Resolutions are for Squares.

New Year's Resolutions

 

 

 

 

 

 

You hear the same things around this time every year:

I’m going to start a diet and lose weight!

I think I’ll become more adventurous.

Being frugal is something I should look into doing.

Whatever happened to being content with the person you are? It just might be me but New Year Resolutions are absolutely pointless. I have yet to meet an individual that has kept their resolution for 365 days. Sure, you want to sound like you want to have your shit together and accomplish something. Is there a need to announce it to the entire world though? Nothing irks me more than logging on to my Facebook page after an all night drinking binge to read people trying to change their lives.  All of these people that try to please the world made me vomit that morning, not the 12 shots of Jameson that I had from the night before.

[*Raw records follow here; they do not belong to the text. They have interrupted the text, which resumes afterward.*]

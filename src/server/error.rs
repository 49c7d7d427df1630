use axum::{
    http::StatusCode,
    response::{IntoResponse, Response},
    Json,
};
use serde::Serialize;
use thiserror::Error;

/// Body returned for every failed request.
#[derive(Debug, Clone, Serialize)]
pub struct ErrorResponse {
    pub message: String,
}

#[derive(Error, Debug)]
pub enum ApiError {
    #[error("{0}")]
    Validation(String),

    #[error("{0}")]
    Unauthorized(String),

    #[error("{0}")]
    Forbidden(String),

    #[error("{0}")]
    NotFound(String),

    #[error("{0}")]
    Conflict(String),

    #[error("{0}")]
    Upstream(String),

    #[error("Internal server error")]
    Internal(#[source] anyhow::Error),
}

pub type ApiResult<T> = Result<T, ApiError>;

impl ApiError {
    pub fn validation(msg: impl Into<String>) -> Self {
        ApiError::Validation(msg.into())
    }

    pub fn not_found(msg: impl Into<String>) -> Self {
        ApiError::NotFound(msg.into())
    }

    pub fn forbidden(msg: impl Into<String>) -> Self {
        ApiError::Forbidden(msg.into())
    }

    pub fn status(&self) -> StatusCode {
        match self {
            ApiError::Validation(_) => StatusCode::BAD_REQUEST,
            ApiError::Unauthorized(_) => StatusCode::UNAUTHORIZED,
            ApiError::Forbidden(_) => StatusCode::FORBIDDEN,
            ApiError::NotFound(_) => StatusCode::NOT_FOUND,
            ApiError::Conflict(_) => StatusCode::CONFLICT,
            ApiError::Upstream(_) => StatusCode::BAD_GATEWAY,
            ApiError::Internal(_) => StatusCode::INTERNAL_SERVER_ERROR,
        }
    }
}

impl From<sqlx::Error> for ApiError {
    fn from(e: sqlx::Error) -> Self {
        ApiError::Internal(e.into())
    }
}

impl IntoResponse for ApiError {
    fn into_response(self) -> Response {
        let status = self.status();
        if let ApiError::Internal(source) = &self {
            // Driver detail stays in the log, the client only sees the generic message
            log::error!("[API] Internal error: {:#}", source);
        }
        (status, Json(ErrorResponse { message: self.to_string() })).into_response()
    }
}

/// True when a sqlx error is a UNIQUE constraint violation.
pub fn is_unique_violation(e: &sqlx::Error) -> bool {
    match e {
        sqlx::Error::Database(db) => db.is_unique_violation(),
        _ => false,
    }
}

You’re probably sitting in front of your computer thinking, ‘Who does this self-righteous bitch think she is?’ Let me explain quickly to you.  To quote Barney Stintson from the show How I Met Your Mother, “I Don’t Get Sad, I Get Awesome.” There. I used to dwell on the so-called imperfections in my life until the year I ended behind bars for being reckless and under-aged. In that moment, I started to give no fucks about anything that I did in my life. Sure, I’ve made shitty decisions but I owned those choices. Those particular bad life decisions has led me down the road to the person that I am today, so why change that?

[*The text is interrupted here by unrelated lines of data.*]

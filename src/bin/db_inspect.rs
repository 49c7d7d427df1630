use homechef::server::database::Database;
use sqlx::Row;

#[tokio::main]
async fn main() -> anyhow::Result<()> {
    dotenvy::dotenv().ok();
    let db_path = std::env::var("DATABASE_URL").unwrap_or_else(|_| "sqlite:data/homechef.db".to_string());
    println!("Connecting to {}", db_path);
    let db = Database::connect(&db_path).await?;

    println!("\n-- users --");
    let rows = sqlx::query("SELECT id, name, email, role, verified, deleted_at FROM users ORDER BY created_at")
        .fetch_all(&db.pool)
        .await?;
    for r in rows.iter() {
        let id: String = r.try_get("id").unwrap_or_default();
        let name: String = r.try_get("name").unwrap_or_default();
        let email: String = r.try_get("email").unwrap_or_default();
        let role: String = r.try_get("role").unwrap_or_default();
        let verified: i64 = r.try_get("verified").unwrap_or(0);
        let deleted_at: Option<i64> = r.try_get("deleted_at").unwrap_or(None);
        println!(
            "id={} name={} email={} role={} verified={} deleted={}",
            id, name, email, role, verified != 0, deleted_at.is_some()
        );
    }

    println!("\n-- dishes --");
    let rows = sqlx::query("SELECT id, chef_id, name, price, quantity, available, deleted_at FROM dishes ORDER BY created_at")
        .fetch_all(&db.pool)
        .await?;
    for r in rows.iter() {
        let id: String = r.try_get("id").unwrap_or_default();
        let chef_id: String = r.try_get("chef_id").unwrap_or_default();
        let name: String = r.try_get("name").unwrap_or_default();
        let price: f64 = r.try_get("price").unwrap_or(0.0);
        let quantity: i64 = r.try_get("quantity").unwrap_or(0);
        let available: i64 = r.try_get("available").unwrap_or(0);
        let deleted_at: Option<i64> = r.try_get("deleted_at").unwrap_or(None);
        println!(
            "id={} chef={} name={} price={:.2} qty={} available={} deleted={}",
            id, chef_id, name, price, quantity, available != 0, deleted_at.is_some()
        );
    }

    println!("\n-- orders (last 10) --");
    let rows = sqlx::query(
        "SELECT id, customer_id, dish_id, quantity, total_price, status, delivery_partner_id, updated_at FROM orders ORDER BY updated_at DESC LIMIT 10",
    )
    .fetch_all(&db.pool)
    .await?;
    for r in rows.iter() {
        let id: String = r.try_get("id").unwrap_or_default();
        let customer_id: String = r.try_get("customer_id").unwrap_or_default();
        let dish_id: String = r.try_get("dish_id").unwrap_or_default();
        let quantity: i64 = r.try_get("quantity").unwrap_or(0);
        let total_price: f64 = r.try_get("total_price").unwrap_or(0.0);
        let status: String = r.try_get("status").unwrap_or_default();
        let partner: Option<String> = r.try_get("delivery_partner_id").unwrap_or(None);
        let updated_at: i64 = r.try_get("updated_at").unwrap_or(0);
        println!(
            "id={} customer={} dish={} qty={} total={:.2} status={} partner={} updated_at={}",
            id, customer_id, dish_id, quantity, total_price, status, partner.as_deref().unwrap_or("-"), updated_at
        );
    }

    println!("\n-- pending otp codes --");
    let pending: i64 = sqlx::query_scalar("SELECT COUNT(*) FROM otp_codes").fetch_one(&db.pool).await?;
    println!("count={}", pending);

    Ok(())
}
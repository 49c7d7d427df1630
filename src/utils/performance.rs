use chrono::Utc;
use sysinfo::System;
use std::{fs::OpenOptions, io::Write, sync::Arc, time::Duration};
use tokio::time;
use crate::server::database::Database;
use crate::server::websocket::SocketServer;
use log::{info, error, warn};

const INTERVAL: Duration = Duration::from_secs(120);

async fn count(db: &Database, sql: &str, what: &str) -> i64 {
    match sqlx::query_scalar::<_, i64>(sql).fetch_one(&db.pool).await {
        Ok(n) => n,
        Err(e) => {
            warn!("[PERF] Failed to count {}: {}", what, e);
            -1
        }
    }
}

/// Appends a line of platform activity and CPU load to `log_path` every two minutes.
pub async fn start_performance_logger(db: Arc<Database>, sockets: Arc<SocketServer>, log_path: &str) {
    let mut system = System::new_all();

    if let Some(parent) = std::path::Path::new(log_path).parent() {
        if !parent.as_os_str().is_empty() {
            let _ = std::fs::create_dir_all(parent);
        }
    }
    let mut file = match OpenOptions::new().create(true).append(true).open(log_path) {
        Ok(f) => f,
        Err(e) => {
            error!("[PERF] Unable to open performance log file '{}': {}", log_path, e);
            return;
        }
    };

    if file.metadata().map(|m| m.len()).unwrap_or(0) == 0 {
        if let Err(e) = writeln!(file, "# Home Chef Server Performance Log")
            .and_then(|_| writeln!(file, "# Timestamp, Users, Active_Dishes, Open_Orders, Total_Orders, Sockets, CPU_Usage"))
        {
            error!("[PERF] Failed to write header to performance log: {}", e);
            return;
        }
        info!("[PERF] Performance log initialized: {}", log_path);
    }

    loop {
        system.refresh_cpu();
        let cpus = system.cpus();
        let cpu_usage = if cpus.is_empty() {
            0.0
        } else {
            cpus.iter().map(|c| c.cpu_usage()).sum::<f32>() / cpus.len() as f32
        };
        let timestamp = Utc::now().format("%Y-%m-%d %H:%M:%S UTC");

        let users = count(&db, "SELECT COUNT(*) FROM users WHERE deleted_at IS NULL", "users").await;
        let dishes = count(&db, "SELECT COUNT(*) FROM dishes WHERE deleted_at IS NULL", "dishes").await;
        let open_orders = count(
            &db,
            "SELECT COUNT(*) FROM orders WHERE status NOT IN ('Delivered', 'Cancelled')",
            "open orders",
        )
        .await;
        let total_orders = count(&db, "SELECT COUNT(*) FROM orders", "orders").await;
        let socket_count = sockets.connection_count().await;

        info!(
            "[PERF] Users: {}, Dishes: {}, Open orders: {}/{}, Sockets: {}, CPU: {:.1}%",
            users, dishes, open_orders, total_orders, socket_count, cpu_usage
        );

        if let Err(e) = writeln!(
            file,
            "{}, {}, {}, {}, {}, {}, {:.1}%",
            timestamp, users, dishes, open_orders, total_orders, socket_count, cpu_usage
        ) {
            error!("[PERF] Failed to write to performance log: {}", e);
        } else if let Err(e) = file.flush() {
            error!("[PERF] Failed to flush performance log: {}", e);
        }

        time::sleep(INTERVAL).await;
    }
}
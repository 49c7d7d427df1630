// Public email endpoints: the contact form and order receipts.
use crate::server::app::SharedState;
use crate::server::error::{ApiError, ApiResult};
use crate::server::mailer::{contact_email, receipt_email, OutgoingEmail, Receipt};
use crate::server::users::looks_like_email;
use axum::{extract::State, routing::post, Json, Router};
use serde::Deserialize;
use serde_json::{json, Value};
use log::{error, info};

#[derive(Debug, Deserialize, Default)]
#[serde(default)]
pub struct ContactRequest {
    pub name: String,
    pub email: String,
    pub subject: String,
    pub message: String,
}

#[derive(Debug, Deserialize, Default)]
#[serde(rename_all = "camelCase", default)]
pub struct ReceiptRequest {
    pub customer_email: String,
    pub customer_name: String,
    pub dish_name: String,
    pub quantity: i64,
    pub total_price: f64,
    pub payment_status: Option<String>,
}

async fn deliver(state: &SharedState, email: OutgoingEmail, failure: &str) -> ApiResult<()> {
    let to = email.to.clone();
    state.mailer.send(email).await.map_err(|e| {
        error!("[MAIL] Delivery to {} failed: {}", to, e);
        ApiError::Upstream(failure.to_string())
    })
}

async fn send_contact(
    State(state): State<SharedState>,
    Json(req): Json<ContactRequest>,
) -> ApiResult<Json<Value>> {
    let (name, email, message) = (req.name.trim(), req.email.trim(), req.message.trim());
    if name.is_empty() || email.is_empty() || message.is_empty() {
        return Err(ApiError::validation("All fields required"));
    }
    if !looks_like_email(email) {
        return Err(ApiError::validation("Invalid email address"));
    }

    let outgoing = contact_email(&state.config.email.contact_inbox, name, email, req.subject.trim(), message);
    deliver(&state, outgoing, "Failed to send message").await?;
    info!("[CONTACT] Inquiry from {} forwarded", email);
    Ok(Json(json!({ "success": true, "message": "Message sent successfully" })))
}

async fn send_receipt(
    State(state): State<SharedState>,
    Json(req): Json<ReceiptRequest>,
) -> ApiResult<Json<Value>> {
    let customer_email = req.customer_email.trim();
    if customer_email.is_empty() || req.customer_name.trim().is_empty() || req.dish_name.trim().is_empty() {
        return Err(ApiError::validation("Missing required fields"));
    }

    let receipt = Receipt {
        customer_email,
        customer_name: req.customer_name.trim(),
        dish_name: req.dish_name.trim(),
        quantity: req.quantity,
        total_price: req.total_price,
        payment_status: req.payment_status.as_deref().unwrap_or("Pending"),
    };
    deliver(&state, receipt_email(&receipt), "Failed to send receipt").await?;
    info!("[CONTACT] Receipt sent to {}", customer_email);
    Ok(Json(json!({ "success": true, "message": "Receipt email sent successfully" })))
}

/// Routes mounted at /api/contact
pub fn contact_router() -> Router<SharedState> {
    Router::new().route("/", post(send_contact))
}

/// Routes mounted at /api/order-email
pub fn receipt_router() -> Router<SharedState> {
    Router::new().route("/send", post(send_receipt))
}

Sure, I can lose a few pounds and stop making it rain at the bar by buying shots for strangers. That I should be saving up money so I can move out of my mom’s couch. I don’t need it to be January 1st of any year to make those “grown-up” decisions about how I should be living my life. In the words of a rampant toddler, I’LL DO WHAT I WANT.

By the way, Happy New Year guys. Continue to make bad decisions, I know I will.